REQUIRED ACTION - In the entries that follow, how many lines include the string "true"? The answer is the number only.
○ ○ ○ ○
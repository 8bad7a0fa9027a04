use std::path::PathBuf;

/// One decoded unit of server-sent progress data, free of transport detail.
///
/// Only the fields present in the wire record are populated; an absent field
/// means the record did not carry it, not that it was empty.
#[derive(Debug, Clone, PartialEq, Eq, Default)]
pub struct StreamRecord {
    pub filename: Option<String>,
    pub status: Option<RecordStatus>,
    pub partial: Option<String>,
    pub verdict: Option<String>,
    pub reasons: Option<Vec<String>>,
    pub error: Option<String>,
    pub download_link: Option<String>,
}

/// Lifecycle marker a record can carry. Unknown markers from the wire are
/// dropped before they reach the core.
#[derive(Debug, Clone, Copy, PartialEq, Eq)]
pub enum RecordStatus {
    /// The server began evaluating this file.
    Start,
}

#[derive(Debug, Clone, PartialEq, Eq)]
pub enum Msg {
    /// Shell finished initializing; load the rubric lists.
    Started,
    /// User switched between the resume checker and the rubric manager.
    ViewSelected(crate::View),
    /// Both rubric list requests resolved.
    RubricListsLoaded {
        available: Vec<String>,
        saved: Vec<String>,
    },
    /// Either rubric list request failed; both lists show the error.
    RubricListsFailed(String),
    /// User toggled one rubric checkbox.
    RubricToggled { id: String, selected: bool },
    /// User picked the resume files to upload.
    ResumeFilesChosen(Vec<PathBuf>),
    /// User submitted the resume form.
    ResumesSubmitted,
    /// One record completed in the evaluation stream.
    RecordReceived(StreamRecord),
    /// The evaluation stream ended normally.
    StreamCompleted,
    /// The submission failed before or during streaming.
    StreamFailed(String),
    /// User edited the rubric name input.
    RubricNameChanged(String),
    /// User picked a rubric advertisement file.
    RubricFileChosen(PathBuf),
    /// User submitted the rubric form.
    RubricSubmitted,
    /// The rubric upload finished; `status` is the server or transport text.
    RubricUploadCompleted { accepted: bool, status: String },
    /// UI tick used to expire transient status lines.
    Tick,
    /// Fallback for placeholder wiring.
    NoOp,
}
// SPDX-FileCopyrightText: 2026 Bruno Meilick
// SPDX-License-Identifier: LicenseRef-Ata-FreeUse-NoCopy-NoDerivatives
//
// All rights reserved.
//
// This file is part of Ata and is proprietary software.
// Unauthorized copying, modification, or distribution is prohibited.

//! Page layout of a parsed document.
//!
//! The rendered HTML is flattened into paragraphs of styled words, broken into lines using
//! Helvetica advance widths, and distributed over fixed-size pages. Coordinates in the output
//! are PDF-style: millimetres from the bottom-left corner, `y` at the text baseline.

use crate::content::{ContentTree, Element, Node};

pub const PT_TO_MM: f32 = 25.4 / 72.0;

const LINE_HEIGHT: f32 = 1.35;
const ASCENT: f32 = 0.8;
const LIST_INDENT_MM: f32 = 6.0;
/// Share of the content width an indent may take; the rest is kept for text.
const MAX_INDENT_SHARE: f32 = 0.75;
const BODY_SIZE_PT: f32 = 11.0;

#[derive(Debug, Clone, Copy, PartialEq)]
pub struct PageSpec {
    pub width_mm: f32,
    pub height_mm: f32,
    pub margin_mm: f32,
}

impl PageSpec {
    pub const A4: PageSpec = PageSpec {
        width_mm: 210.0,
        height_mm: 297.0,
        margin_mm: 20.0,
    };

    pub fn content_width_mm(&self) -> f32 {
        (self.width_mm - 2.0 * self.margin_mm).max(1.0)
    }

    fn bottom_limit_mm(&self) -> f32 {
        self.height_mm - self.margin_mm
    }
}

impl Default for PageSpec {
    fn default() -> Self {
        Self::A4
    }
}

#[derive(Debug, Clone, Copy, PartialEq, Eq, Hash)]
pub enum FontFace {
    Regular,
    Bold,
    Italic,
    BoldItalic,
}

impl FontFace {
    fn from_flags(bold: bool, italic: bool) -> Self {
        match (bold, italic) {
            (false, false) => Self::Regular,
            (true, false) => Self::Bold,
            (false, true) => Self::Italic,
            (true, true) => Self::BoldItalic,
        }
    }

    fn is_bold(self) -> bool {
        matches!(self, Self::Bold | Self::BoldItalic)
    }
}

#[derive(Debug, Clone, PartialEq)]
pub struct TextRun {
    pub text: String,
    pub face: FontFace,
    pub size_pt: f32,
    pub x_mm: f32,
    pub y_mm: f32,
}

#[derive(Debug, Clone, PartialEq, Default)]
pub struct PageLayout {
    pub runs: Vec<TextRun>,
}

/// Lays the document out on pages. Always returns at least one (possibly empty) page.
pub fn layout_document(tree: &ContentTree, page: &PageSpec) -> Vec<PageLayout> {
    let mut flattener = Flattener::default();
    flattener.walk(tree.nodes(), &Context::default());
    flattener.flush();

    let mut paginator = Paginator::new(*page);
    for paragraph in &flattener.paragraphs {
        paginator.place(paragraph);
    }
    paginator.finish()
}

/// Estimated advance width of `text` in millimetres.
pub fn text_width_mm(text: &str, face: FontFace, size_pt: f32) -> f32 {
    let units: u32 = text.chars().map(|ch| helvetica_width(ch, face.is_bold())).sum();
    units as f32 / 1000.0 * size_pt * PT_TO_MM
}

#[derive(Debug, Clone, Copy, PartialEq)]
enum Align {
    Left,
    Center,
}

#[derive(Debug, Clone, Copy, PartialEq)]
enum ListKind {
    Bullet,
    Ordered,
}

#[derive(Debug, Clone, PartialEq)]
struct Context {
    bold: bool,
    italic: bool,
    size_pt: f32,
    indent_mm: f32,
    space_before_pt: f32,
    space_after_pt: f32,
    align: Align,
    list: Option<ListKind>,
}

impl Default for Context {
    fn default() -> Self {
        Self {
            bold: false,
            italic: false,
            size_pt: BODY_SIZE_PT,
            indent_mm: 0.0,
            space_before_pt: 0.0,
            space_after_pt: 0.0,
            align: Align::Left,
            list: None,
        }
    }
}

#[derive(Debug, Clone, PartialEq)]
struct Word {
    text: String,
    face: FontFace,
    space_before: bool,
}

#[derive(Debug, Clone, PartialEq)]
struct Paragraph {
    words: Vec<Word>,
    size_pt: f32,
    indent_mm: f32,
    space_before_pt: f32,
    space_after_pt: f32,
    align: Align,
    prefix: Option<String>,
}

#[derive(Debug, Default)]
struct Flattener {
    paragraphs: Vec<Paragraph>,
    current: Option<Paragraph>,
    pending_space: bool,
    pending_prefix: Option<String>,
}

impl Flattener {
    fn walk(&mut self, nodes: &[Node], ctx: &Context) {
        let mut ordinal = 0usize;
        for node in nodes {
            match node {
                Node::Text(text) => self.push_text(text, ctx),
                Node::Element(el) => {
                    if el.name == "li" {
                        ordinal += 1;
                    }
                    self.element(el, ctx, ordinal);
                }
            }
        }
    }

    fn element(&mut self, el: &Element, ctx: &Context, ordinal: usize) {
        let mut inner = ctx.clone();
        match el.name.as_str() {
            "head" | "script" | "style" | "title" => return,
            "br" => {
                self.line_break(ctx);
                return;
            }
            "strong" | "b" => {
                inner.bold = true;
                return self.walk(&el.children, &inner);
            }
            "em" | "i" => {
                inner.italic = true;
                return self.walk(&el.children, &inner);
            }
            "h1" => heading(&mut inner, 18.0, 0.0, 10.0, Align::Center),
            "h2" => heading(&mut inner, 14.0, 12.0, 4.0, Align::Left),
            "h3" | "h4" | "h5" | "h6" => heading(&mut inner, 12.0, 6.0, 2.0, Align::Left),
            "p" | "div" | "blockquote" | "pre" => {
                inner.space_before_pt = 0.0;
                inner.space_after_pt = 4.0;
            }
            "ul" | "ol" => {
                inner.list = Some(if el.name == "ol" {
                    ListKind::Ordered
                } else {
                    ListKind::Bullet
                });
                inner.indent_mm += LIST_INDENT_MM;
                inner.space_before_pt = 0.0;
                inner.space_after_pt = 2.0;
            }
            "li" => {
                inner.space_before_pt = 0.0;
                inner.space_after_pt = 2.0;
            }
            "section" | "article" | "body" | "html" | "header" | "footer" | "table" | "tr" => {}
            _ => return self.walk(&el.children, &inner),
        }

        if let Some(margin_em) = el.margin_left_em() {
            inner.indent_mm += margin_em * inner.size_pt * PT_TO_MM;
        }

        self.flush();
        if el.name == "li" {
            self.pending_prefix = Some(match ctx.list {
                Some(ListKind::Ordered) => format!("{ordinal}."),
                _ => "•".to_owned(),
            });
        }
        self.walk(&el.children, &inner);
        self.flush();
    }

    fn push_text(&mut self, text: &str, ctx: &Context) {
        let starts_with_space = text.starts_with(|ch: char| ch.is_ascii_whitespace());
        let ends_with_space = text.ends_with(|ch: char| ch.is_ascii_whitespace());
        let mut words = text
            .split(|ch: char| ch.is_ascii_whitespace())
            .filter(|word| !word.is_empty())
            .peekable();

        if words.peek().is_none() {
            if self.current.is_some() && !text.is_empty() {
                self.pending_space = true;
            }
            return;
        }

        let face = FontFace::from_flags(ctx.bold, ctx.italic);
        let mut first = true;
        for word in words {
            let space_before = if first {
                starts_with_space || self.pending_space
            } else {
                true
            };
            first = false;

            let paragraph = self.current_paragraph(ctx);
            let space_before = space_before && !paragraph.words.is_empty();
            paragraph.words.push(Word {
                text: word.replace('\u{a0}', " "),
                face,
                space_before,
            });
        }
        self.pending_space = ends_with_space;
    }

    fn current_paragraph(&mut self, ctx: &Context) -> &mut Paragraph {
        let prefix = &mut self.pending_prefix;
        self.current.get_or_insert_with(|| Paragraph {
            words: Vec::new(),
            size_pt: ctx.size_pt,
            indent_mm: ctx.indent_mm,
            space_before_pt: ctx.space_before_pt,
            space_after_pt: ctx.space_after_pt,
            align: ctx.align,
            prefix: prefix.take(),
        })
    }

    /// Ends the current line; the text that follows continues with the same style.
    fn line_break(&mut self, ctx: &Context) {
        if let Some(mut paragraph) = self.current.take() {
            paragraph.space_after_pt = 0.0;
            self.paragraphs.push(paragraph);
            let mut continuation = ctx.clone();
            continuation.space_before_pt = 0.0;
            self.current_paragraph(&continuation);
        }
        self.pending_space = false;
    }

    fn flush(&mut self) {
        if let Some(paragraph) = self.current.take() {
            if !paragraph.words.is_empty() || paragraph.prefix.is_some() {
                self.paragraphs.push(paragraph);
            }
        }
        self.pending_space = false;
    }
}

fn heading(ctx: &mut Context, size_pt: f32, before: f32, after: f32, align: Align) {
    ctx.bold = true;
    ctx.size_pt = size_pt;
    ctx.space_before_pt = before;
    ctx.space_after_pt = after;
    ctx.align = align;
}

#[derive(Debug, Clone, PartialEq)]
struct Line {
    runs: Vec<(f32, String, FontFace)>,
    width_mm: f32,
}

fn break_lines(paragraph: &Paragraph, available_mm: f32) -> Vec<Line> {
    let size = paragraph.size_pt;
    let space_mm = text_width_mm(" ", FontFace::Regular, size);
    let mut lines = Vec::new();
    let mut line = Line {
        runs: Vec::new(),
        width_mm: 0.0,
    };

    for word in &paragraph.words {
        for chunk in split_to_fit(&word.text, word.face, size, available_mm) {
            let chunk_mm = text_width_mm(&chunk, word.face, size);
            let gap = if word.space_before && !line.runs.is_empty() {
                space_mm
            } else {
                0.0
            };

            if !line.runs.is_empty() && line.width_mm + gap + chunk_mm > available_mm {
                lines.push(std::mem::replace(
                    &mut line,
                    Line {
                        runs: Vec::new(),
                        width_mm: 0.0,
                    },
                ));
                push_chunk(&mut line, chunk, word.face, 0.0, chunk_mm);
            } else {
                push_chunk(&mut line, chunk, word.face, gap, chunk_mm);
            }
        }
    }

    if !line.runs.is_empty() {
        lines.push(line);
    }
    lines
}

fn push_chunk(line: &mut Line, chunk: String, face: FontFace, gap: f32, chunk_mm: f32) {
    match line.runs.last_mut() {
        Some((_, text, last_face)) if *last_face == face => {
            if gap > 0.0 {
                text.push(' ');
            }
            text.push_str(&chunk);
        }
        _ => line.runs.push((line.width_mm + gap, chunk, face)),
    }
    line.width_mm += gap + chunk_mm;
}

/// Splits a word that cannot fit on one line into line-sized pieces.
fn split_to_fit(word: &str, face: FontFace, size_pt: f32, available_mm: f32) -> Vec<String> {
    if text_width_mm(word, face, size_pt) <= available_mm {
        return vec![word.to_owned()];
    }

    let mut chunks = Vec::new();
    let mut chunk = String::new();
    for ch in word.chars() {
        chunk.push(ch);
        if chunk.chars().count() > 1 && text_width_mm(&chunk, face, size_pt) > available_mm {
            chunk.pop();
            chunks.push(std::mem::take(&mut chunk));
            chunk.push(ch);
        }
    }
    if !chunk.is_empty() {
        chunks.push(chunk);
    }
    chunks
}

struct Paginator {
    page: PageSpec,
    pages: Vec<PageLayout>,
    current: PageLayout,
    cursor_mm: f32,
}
○ ○ ○ ○
RESPONSE BELOW - 9